BEGIN

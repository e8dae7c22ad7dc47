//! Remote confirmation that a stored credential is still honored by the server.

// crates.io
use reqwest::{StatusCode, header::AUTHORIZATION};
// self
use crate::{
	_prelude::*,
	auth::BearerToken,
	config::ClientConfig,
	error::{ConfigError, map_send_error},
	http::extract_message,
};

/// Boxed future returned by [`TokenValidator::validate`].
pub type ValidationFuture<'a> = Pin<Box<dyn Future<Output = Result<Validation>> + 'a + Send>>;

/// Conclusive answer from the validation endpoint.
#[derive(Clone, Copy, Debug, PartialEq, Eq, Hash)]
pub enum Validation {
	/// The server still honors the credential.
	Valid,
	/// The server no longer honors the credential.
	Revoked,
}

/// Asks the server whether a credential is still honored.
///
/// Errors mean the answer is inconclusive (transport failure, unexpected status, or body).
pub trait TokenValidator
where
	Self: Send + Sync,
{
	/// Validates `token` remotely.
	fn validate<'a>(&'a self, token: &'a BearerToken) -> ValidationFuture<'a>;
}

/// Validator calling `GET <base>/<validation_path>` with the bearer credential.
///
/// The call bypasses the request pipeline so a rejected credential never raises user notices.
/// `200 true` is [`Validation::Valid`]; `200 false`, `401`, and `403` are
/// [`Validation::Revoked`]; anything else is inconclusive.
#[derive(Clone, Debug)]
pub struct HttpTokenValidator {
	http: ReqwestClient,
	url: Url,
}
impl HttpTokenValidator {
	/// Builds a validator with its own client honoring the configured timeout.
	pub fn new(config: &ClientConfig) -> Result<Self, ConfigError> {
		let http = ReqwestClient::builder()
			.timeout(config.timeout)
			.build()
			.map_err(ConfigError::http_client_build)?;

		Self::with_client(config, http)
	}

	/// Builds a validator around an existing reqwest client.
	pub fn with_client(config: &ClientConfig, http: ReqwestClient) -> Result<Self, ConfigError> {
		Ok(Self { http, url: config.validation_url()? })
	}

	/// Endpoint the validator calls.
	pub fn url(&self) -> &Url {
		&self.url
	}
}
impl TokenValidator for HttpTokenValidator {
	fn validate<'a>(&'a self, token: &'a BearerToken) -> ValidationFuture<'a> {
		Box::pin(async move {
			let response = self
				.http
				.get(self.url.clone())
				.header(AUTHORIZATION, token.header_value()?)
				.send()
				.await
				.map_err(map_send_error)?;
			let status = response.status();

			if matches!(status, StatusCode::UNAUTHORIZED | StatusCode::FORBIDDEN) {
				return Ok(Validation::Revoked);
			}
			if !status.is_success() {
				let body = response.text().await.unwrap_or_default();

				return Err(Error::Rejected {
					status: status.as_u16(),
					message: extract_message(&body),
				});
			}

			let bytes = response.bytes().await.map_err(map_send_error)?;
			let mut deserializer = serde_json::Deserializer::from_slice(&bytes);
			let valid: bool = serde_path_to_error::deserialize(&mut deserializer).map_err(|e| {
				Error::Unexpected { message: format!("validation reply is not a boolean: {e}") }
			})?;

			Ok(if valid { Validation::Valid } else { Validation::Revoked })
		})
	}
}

END
BEGIN

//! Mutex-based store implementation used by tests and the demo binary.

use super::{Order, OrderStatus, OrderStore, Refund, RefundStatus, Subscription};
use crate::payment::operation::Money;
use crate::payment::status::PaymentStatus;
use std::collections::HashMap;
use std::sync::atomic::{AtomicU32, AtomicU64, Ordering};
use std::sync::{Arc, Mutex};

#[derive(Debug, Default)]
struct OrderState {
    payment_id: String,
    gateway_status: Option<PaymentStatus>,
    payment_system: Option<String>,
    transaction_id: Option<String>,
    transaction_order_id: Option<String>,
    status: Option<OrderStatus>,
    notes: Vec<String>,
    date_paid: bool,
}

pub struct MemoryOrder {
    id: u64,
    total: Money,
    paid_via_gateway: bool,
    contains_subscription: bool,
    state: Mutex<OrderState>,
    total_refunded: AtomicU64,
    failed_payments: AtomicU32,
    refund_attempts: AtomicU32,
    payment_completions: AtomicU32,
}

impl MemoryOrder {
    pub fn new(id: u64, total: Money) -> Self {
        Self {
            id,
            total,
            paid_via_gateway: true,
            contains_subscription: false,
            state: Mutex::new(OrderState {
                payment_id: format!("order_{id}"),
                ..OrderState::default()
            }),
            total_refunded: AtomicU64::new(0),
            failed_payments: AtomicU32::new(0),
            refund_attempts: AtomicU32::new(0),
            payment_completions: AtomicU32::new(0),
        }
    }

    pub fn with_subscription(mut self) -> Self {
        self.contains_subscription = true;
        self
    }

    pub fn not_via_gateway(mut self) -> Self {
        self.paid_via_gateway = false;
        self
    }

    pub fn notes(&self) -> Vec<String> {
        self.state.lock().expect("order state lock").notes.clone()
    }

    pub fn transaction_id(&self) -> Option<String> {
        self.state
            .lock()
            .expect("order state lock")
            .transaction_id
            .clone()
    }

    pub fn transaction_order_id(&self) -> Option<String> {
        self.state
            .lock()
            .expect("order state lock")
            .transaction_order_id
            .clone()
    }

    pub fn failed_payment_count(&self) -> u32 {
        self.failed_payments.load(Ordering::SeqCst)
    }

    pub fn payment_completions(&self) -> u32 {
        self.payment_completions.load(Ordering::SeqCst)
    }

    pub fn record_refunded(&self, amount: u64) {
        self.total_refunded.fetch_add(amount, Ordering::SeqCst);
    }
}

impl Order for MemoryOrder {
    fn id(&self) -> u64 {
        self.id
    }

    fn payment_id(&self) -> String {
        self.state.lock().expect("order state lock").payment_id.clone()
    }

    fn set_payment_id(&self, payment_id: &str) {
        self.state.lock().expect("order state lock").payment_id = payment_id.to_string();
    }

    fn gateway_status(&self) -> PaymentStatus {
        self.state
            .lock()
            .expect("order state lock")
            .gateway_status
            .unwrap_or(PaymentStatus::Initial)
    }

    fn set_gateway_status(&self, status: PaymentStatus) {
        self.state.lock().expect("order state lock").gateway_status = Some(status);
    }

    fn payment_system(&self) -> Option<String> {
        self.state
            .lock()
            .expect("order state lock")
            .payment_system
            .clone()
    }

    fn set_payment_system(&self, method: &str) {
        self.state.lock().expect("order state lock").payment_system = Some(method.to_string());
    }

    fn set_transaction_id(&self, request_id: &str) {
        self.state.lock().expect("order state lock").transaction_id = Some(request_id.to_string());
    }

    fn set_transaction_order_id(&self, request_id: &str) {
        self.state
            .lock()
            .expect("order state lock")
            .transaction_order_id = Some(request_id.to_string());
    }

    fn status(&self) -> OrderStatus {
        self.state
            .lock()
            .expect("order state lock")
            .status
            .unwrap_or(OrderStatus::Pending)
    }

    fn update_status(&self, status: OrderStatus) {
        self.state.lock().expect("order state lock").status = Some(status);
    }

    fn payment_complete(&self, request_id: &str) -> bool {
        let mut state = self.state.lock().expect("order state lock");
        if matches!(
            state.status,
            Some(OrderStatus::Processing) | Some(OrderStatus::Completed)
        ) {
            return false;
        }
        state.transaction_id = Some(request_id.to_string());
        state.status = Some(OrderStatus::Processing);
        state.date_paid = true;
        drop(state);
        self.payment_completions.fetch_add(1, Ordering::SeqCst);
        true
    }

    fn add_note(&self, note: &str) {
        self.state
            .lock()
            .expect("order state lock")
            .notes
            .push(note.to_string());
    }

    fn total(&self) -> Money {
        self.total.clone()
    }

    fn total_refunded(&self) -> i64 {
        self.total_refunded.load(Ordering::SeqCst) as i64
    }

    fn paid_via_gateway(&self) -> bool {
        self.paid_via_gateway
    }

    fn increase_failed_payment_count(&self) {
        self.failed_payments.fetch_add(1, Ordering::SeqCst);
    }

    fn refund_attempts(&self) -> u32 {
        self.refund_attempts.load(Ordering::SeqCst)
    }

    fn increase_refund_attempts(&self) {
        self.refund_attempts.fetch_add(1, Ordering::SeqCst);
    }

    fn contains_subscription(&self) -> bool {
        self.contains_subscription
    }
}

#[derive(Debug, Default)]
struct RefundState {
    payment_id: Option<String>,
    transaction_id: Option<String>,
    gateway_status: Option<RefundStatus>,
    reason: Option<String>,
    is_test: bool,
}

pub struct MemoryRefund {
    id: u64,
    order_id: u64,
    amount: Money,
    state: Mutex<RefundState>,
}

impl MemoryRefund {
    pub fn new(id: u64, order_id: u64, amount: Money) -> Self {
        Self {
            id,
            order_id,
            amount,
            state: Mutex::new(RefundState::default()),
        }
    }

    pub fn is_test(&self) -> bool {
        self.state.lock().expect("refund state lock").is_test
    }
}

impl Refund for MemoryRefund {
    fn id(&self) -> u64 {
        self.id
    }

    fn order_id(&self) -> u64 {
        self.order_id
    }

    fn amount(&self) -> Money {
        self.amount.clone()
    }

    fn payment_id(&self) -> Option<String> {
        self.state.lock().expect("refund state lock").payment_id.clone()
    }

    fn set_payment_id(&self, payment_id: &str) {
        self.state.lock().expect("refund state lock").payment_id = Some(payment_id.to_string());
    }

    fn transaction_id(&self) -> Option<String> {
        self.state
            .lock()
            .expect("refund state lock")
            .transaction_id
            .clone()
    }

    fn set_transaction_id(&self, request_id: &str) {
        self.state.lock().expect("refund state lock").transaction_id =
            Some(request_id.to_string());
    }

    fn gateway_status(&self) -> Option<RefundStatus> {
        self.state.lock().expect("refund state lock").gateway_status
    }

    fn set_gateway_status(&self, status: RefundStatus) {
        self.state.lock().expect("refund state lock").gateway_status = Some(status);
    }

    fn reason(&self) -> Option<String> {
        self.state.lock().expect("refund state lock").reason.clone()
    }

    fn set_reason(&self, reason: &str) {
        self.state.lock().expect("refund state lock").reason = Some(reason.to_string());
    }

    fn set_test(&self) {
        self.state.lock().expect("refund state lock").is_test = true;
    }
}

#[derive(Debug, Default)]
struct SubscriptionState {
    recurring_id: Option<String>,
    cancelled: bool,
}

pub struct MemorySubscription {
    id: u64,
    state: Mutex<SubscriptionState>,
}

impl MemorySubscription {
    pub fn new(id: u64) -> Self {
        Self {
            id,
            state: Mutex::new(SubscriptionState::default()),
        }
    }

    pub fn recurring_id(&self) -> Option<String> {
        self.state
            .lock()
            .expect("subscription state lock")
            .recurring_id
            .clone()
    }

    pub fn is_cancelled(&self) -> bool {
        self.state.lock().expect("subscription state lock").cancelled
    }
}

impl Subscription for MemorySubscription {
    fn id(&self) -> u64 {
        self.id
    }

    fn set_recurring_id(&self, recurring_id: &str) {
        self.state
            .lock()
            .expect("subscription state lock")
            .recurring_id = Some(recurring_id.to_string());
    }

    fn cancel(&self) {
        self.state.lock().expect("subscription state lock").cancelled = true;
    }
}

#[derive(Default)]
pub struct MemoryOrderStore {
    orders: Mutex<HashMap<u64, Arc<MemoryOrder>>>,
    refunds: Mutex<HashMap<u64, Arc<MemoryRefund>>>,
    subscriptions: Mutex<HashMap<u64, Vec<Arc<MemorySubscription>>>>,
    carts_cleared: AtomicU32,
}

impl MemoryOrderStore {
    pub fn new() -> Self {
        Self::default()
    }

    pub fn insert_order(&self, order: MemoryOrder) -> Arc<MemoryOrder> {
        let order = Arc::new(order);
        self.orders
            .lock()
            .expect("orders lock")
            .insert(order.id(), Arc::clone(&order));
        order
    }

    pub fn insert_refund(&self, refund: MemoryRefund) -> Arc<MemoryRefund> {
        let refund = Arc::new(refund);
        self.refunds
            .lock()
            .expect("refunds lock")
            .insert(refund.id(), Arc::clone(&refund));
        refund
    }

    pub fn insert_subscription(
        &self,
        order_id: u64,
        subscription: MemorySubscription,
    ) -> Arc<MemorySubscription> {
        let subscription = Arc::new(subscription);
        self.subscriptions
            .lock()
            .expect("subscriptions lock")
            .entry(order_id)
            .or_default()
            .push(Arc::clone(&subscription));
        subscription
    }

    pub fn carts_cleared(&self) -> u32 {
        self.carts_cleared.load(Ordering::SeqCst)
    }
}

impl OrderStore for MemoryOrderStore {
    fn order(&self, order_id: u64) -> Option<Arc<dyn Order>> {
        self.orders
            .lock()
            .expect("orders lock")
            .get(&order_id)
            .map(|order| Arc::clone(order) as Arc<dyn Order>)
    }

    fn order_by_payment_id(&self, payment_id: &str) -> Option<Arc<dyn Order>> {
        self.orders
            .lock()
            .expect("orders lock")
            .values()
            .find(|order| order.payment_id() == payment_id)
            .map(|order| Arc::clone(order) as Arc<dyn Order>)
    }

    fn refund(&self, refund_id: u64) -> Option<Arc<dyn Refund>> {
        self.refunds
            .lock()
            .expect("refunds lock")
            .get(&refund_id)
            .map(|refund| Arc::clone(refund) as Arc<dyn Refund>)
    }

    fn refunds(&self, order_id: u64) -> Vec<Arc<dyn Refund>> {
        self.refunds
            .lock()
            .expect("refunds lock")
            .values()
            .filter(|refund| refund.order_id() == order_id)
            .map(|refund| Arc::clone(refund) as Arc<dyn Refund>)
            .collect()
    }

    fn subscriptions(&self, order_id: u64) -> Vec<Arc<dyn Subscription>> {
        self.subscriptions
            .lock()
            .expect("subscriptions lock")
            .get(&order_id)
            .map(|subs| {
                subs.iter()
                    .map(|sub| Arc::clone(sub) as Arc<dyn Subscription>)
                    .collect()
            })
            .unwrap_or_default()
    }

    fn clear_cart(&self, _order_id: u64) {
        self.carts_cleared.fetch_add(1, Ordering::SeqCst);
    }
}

END
BEGIN

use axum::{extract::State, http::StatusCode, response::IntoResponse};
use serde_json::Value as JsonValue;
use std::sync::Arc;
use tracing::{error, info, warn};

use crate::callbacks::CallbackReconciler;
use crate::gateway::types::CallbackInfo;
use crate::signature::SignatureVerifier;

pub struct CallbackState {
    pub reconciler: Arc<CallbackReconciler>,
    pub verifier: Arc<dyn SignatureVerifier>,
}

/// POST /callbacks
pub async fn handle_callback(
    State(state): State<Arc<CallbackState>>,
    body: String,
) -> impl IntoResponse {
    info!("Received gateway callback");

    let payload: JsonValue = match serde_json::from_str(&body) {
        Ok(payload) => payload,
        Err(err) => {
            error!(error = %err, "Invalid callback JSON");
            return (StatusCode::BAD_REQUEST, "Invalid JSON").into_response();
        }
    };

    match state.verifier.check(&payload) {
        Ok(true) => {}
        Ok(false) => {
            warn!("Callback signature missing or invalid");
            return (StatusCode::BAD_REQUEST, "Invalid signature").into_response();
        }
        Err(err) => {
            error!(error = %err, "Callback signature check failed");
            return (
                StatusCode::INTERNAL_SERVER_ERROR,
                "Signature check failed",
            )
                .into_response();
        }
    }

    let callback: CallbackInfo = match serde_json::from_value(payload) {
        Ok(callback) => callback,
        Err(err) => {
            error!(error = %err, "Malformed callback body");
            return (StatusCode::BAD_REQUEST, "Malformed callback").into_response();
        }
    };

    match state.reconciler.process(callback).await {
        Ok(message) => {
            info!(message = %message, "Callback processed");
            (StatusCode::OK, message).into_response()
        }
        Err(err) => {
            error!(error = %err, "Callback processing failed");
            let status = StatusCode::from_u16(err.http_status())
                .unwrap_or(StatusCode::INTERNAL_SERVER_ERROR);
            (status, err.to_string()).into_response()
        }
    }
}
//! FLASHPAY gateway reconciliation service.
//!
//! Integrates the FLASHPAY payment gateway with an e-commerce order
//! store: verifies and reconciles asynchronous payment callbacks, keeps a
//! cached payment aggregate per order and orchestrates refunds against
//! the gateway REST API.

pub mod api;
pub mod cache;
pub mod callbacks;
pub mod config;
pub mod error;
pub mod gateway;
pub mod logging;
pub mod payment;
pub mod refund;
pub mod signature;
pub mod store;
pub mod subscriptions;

END

§ **Exercise prompt**
In the records above, which lines hold the string "OrderStatus"? Copy each one.

§ **Result of this task**
use super::{Order, OrderStatus, OrderStore, Refund, RefundStatus, Subscription};
    status: Option<OrderStatus>,
    fn status(&self) -> OrderStatus {
            .unwrap_or(OrderStatus::Pending)
    fn update_status(&self, status: OrderStatus) {
            Some(OrderStatus::Processing) | Some(OrderStatus::Completed)
        state.status = Some(OrderStatus::Processing);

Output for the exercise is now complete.